Format columns as markdown

This vignette introduces how to format columns in flextable.

library(flextable)
library(ftExtra)

Why markdown?

The flextable package is an excellent package that allows fine controls on styling tables, and export it to variety of formats (HTML, MS Word, PDF). Especially, when output format is MS Word, this package is the best solution in R.

On the other hand, styling texts with the flextable package often require large efforts. The following example subscripts numeric values in chemical formulas.

df <- data.frame(Oxide = c("SiO2", "Al2O3"), stringsAsFactors = FALSE)
ft <- flextable::flextable(df)

ft %>%
  flextable::compose(
    i = 1, j = "Oxide",
    value = flextable::as_paragraph(
      "SiO", as_sub("2")
    )
  ) %>%
  flextable::compose(
    i = 2, j = "Oxide",
    value = flextable::as_paragraph(
      "Al", as_sub("2"), "O", as_sub("3")
    )
  )

The above example has two problems:

  1. This is just a manual re-writing of the table.
    • Basically, users will explicitly input which characters to subscript.
    • For fine formatting, users have to apply compose for each cells one by one.
  2. Users have to learn a lot of functions from the flextable package
    • compose, as_paragraph, and as_sub in the above example

The first point can be solved by using a for loop, however, the code becomes quite complex.

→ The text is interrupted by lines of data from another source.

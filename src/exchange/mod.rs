//! Exchange boundary
//!
//! The [`Exchange`] trait is everything the engine needs from the venue. The
//! production implementation is [`BybitRestClient`] (Bybit V5, linear USDT
//! perpetuals); tests substitute in-memory fakes or mocks.
//!
//! Failures are typed: [`ExchangeError::is_transient`] ones are retried on the
//! next tick, the rest (bad credentials, rejected parameters) stop trading
//! until the operator intervenes.

mod rest;
pub mod signing;
mod types;

pub use rest::BybitRestClient;

use async_trait::async_trait;
use rust_decimal::Decimal;

use crate::types::{Candle, ClosedTrade, ExchangePosition, Side, Symbol, Ticker};

/// Failure taxonomy of the exchange boundary
#[derive(Debug, thiserror::Error)]
pub enum ExchangeError {
    /// Timeout, connection error or non-2xx HTTP status
    #[error("transport failure: {0}")]
    Transport(String),

    /// Signed call answered with a non-zero result code
    #[error("exchange rejected request ({code}): {message}")]
    Rejected { code: i64, message: String },

    /// Body was not the expected JSON envelope
    #[error("malformed response: {0}")]
    Malformed(String),

    /// Private endpoint called without API key/secret
    #[error("API credentials not configured")]
    MissingCredentials,
}

/// Result codes that only mean "try again later": server timeout, request
/// outside the receive window, rate limit, internal server error
const TRANSIENT_RET_CODES: &[i64] = &[10000, 10002, 10006, 10016];

impl ExchangeError {
    /// True for failures that say nothing about the request itself
    pub fn is_transient(&self) -> bool {
        match self {
            ExchangeError::Transport(_) | ExchangeError::Malformed(_) => true,
            ExchangeError::Rejected { code, .. } => TRANSIENT_RET_CODES.contains(code),
            ExchangeError::MissingCredentials => false,
        }
    }
}

impl From<reqwest::Error> for ExchangeError {
    fn from(e: reqwest::Error) -> Self {
        ExchangeError::Transport(e.to_string())
    }
}

/// Market order request. `side` is the position side being opened, or the
/// side being reduced when `reduce_only` is set.
#[derive(Debug, Clone, PartialEq)]
pub struct MarketOrder {
    pub symbol: Symbol,
    pub side: Side,
    pub qty: Decimal,
    pub reduce_only: bool,
}

impl MarketOrder {
    pub fn open(symbol: Symbol, side: Side, qty: Decimal) -> Self {
        Self {
            symbol,
            side,
            qty,
            reduce_only: false,
        }
    }

    /// Reduce-only order flattening the reported position
    pub fn flatten(position: &ExchangePosition) -> Self {
        Self {
            symbol: position.symbol.clone(),
            side: position.side,
            qty: position.size,
            reduce_only: true,
        }
    }

    /// Wire side of the order
    pub fn order_side(&self) -> &'static str {
        if self.reduce_only {
            self.side.closing_order_side()
        } else {
            self.side.order_side()
        }
    }
}

/// Venue operations used by the engine
#[cfg_attr(test, mockall::automock)]
#[async_trait]
pub trait Exchange: Send + Sync {
    /// 24h statistics for every linear instrument
    async fn tickers(&self) -> Result<Vec<Ticker>, ExchangeError>;

    /// Candles oldest-first
    async fn klines(
        &self,
        symbol: &Symbol,
        interval: &str,
        limit: usize,
    ) -> Result<Vec<Candle>, ExchangeError>;

    /// USDT wallet balance
    async fn wallet_balance(&self) -> Result<f64, ExchangeError>;

    /// All open positions (non-zero size)
    async fn positions(&self) -> Result<Vec<ExchangePosition>, ExchangeError>;

    /// Open positions for one symbol
    async fn position(&self, symbol: &Symbol) -> Result<Vec<ExchangePosition>, ExchangeError>;

    /// Closed trades, oldest-first; `start_time` in milliseconds
    async fn closed_pnl(
        &self,
        limit: usize,
        start_time: Option<i64>,
    ) -> Result<Vec<ClosedTrade>, ExchangeError>;

    async fn set_leverage(&self, symbol: &Symbol, leverage: u32) -> Result<(), ExchangeError>;

    /// Submit a market order; returns the exchange order id
    async fn place_market_order(&self, order: &MarketOrder) -> Result<String, ExchangeError>;

    /// Install or replace the position's hard stop-loss
    async fn set_stop_loss(&self, symbol: &Symbol, price: Decimal) -> Result<(), ExchangeError>;

    /// Install a trailing stop that starts trailing at `activation`
    async fn set_trailing_stop(
        &self,
        symbol: &Symbol,
        activation: Decimal,
        distance: Decimal,
    ) -> Result<(), ExchangeError>;

    /// Cancel every resting USDT-settled order
    async fn cancel_all_orders(&self) -> Result<(), ExchangeError>;
}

df <- data.frame(Oxide = c("SiO2", "Fe2O3"), stringsAsFactors = FALSE)
ft <- flextable::flextable(df)

for (i in seq(nrow(df))) {
  ft <- flextable::compose(
    ft, i = i, j = "Oxide",
    value = flextable::as_paragraph(
      list_values = df$Oxide[i] %>%
        stringr::str_replace_all("([2-9]+)", " \\1 ") %>%
        stringr::str_split(" ", simplify = TRUE) %>%
        purrr::map_if(
          function(x) stringr::str_detect(x, "[2-9]+"),
          flextable::as_sub
        )
    )
  )
}
ft

The ftExtra package provides easy solution by introducing markdown. As markdown texts self-explain their formats by plain texts, what users have to do is manipulations of character columns with their favorite tools such as the famous dplyr and stringr packages.

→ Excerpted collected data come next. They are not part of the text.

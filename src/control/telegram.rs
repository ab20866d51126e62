//! Telegram Bot API transport: outbound messages and the getUpdates poll loop

use anyhow::{bail, Context, Result};
use async_trait::async_trait;
use reqwest::Client;
use serde::{Deserialize, Serialize};
use std::sync::Arc;
use std::time::Duration;
use tokio::sync::watch;
use tracing::{debug, error, info, warn};

use super::{CommandHandler, Notifier, COMMAND_MENU};
use crate::config::TelegramConfig;

/// Pause after a failed poll before retrying
const POLL_BACKOFF: Duration = Duration::from_secs(2);

#[derive(Debug, Serialize)]
struct SendMessageRequest<'a> {
    chat_id: &'a str,
    text: &'a str,
    parse_mode: &'a str,
}

#[derive(Debug, Serialize)]
struct BotCommand<'a> {
    command: &'a str,
    description: &'a str,
}

#[derive(Debug, Deserialize)]
struct ApiResponse<T> {
    ok: bool,
    #[serde(default)]
    description: Option<String>,
    result: Option<T>,
}

#[derive(Debug, Deserialize)]
struct Update {
    update_id: i64,
    #[serde(default)]
    message: Option<IncomingMessage>,
}

#[derive(Debug, Deserialize)]
struct IncomingMessage {
    chat: Chat,
    #[serde(default)]
    text: Option<String>,
}

#[derive(Debug, Deserialize)]
struct Chat {
    id: i64,
}

pub struct TelegramClient {
    client: Client,
    base_url: String,
    chat_id: String,
    poll_timeout_secs: u64,
}

impl TelegramClient {
    pub fn new(api_url: &str, bot_token: &str, chat_id: &str, poll_timeout_secs: u64) -> Result<Self> {
        // Must outlive the long-poll window
        let client = Client::builder()
            .timeout(Duration::from_secs(poll_timeout_secs + 5))
            .build()
            .context("Failed to create HTTP client")?;
        Ok(Self {
            client,
            base_url: format!("{}/bot{}", api_url.trim_end_matches('/'), bot_token),
            chat_id: chat_id.trim().to_string(),
            poll_timeout_secs,
        })
    }

    /// Build from config with `TELEGRAM_BOT_TOKEN` / `TELEGRAM_CHAT_ID`
    pub fn from_config(cfg: &TelegramConfig) -> Result<Self> {
        let token = std::env::var("TELEGRAM_BOT_TOKEN").context("TELEGRAM_BOT_TOKEN not set")?;
        let chat_id = std::env::var("TELEGRAM_CHAT_ID").context("TELEGRAM_CHAT_ID not set")?;
        Self::new(&cfg.api_url, &token, &chat_id, cfg.poll_timeout_secs)
    }

    pub async fn send_message(&self, text: &str) -> Result<()> {
        let request = SendMessageRequest {
            chat_id: &self.chat_id,
            text,
            parse_mode: "Markdown",
        };
        let response: ApiResponse<serde_json::Value> = self
            .client
            .post(format!("{}/sendMessage", self.base_url))
            .json(&request)
            .send()
            .await
            .context("sendMessage request failed")?
            .json()
            .await
            .context("sendMessage response is not JSON")?;
        if !response.ok {
            bail!(
                "sendMessage rejected: {}",
                response.description.unwrap_or_default()
            );
        }
        Ok(())
    }

    /// Publish the command menu to the chat client
    pub async fn register_commands(&self) -> Result<()> {
        let commands: Vec<BotCommand> = COMMAND_MENU
            .iter()
            .map(|&(command, description)| BotCommand {
                command,
                description,
            })
            .collect();
        let response: ApiResponse<serde_json::Value> = self
            .client
            .post(format!("{}/setMyCommands", self.base_url))
            .json(&serde_json::json!({ "commands": commands }))
            .send()
            .await
            .context("setMyCommands request failed")?
            .json()
            .await?;
        if !response.ok {
            bail!(
                "setMyCommands rejected: {}",
                response.description.unwrap_or_default()
            );
        }
        Ok(())
    }

    async fn get_updates(&self, offset: i64) -> Result<Vec<Update>> {
        let response: ApiResponse<Vec<Update>> = self
            .client
            .get(format!("{}/getUpdates", self.base_url))
            .query(&[
                ("offset", offset.to_string()),
                ("timeout", self.poll_timeout_secs.to_string()),
            ])
            .send()
            .await
            .context("getUpdates request failed")?
            .json()
            .await
            .context("getUpdates response is not JSON")?;
        if !response.ok {
            bail!(
                "getUpdates rejected: {}",
                response.description.unwrap_or_default()
            );
        }
        Ok(response.result.unwrap_or_default())
    }

    /// Text of messages addressed from the configured chat
    fn accepted_text(&self, update: Update) -> Option<String> {
        let message = update.message?;
        if message.chat.id.to_string() != self.chat_id {
            warn!(chat_id = message.chat.id, "ignoring message from foreign chat");
            return None;
        }
        message.text
    }

    /// Long-poll for operator commands until `shutdown` flips to true
    pub async fn run_command_loop(
        self: Arc<Self>,
        handler: Arc<CommandHandler>,
        mut shutdown: watch::Receiver<bool>,
    ) {
        if let Err(e) = self.register_commands().await {
            warn!(error = %e, "Failed to register command menu");
        }
        info!("📨 Command loop started");

        let mut offset = 0i64;
        loop {
            let updates = tokio::select! {
                _ = shutdown.changed() => break,
                res = self.get_updates(offset) => res,
            };

            match updates {
                Ok(updates) => {
                    for update in updates {
                        offset = offset.max(update.update_id + 1);
                        let Some(text) = self.accepted_text(update) else {
                            continue;
                        };
                        let now = crate::engine::now_ms();
                        if let Some(reply) = handler.handle_text(&text, now).await {
                            if let Err(e) = self.send_message(&reply).await {
                                error!(error = %e, "Failed to send command reply");
                            }
                        } else {
                            debug!(text = %text, "not a command");
                        }
                    }
                }
                Err(e) => {
                    warn!(error = %e, "Command poll failed");
                    tokio::select! {
                        _ = shutdown.changed() => break,
                        _ = tokio::time::sleep(POLL_BACKOFF) => {}
                    }
                }
            }

            if *shutdown.borrow() {
                break;
            }
        }
        info!("Command loop stopped");
    }
}

#[async_trait]
impl Notifier for TelegramClient {
    async fn notify(&self, text: &str) {
        match self.send_message(text).await {
            Ok(()) => debug!("Telegram message delivered"),
            Err(e) => error!(error = %e, "Telegram message failed"),
        }
    }
}

#[cfg(test)]
mod tests {
    use super::*;

    fn client() -> TelegramClient {
        TelegramClient::new("https://api.telegram.org/", "123:abc", "42", 10).unwrap()
    }

    #[test]
    fn builds_bot_url() {
        assert_eq!(client().base_url, "https://api.telegram.org/bot123:abc");
    }

    #[test]
    fn decodes_updates_and_filters_foreign_chats() {
        let body = r#"{"ok":true,"result":[
            {"update_id":7,"message":{"message_id":1,"chat":{"id":42,"type":"private"},"text":"/status"}},
            {"update_id":8,"message":{"message_id":2,"chat":{"id":99,"type":"private"},"text":"/kill"}},
            {"update_id":9,"edited_message":{"message_id":3,"chat":{"id":42}}}
        ]}"#;
        let parsed: ApiResponse<Vec<Update>> = serde_json::from_str(body).unwrap();
        assert!(parsed.ok);
        let updates = parsed.result.unwrap();
        assert_eq!(updates.len(), 3);

        let c = client();
        let texts: Vec<Option<String>> = updates.into_iter().map(|u| c.accepted_text(u)).collect();
        assert_eq!(texts, vec![Some("/status".to_string()), None, None]);
    }
}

  1. Preprocess a data frame to decorate texts with markdown syntax.
  2. Convert the data frame into a flextable object with the flextable function or as_flextable function.
  3. Format markdown columns with colformat_md

The following example elegantly simplifies the prior example.

df <- data.frame(Oxide = c("SiO2", "Fe2O3"), stringsAsFactors = FALSE)

df %>%
  dplyr::mutate(Oxide = stringr::str_replace_all(Oxide, "([2-9]+)", "~\\1~")) %>%
  flextable::flextable() %>%
  ftExtra::colformat_md()

The colformat_md function is smart enough to detect character columns, so users can start without learning its arguments. Of course, it is possible to chose columns.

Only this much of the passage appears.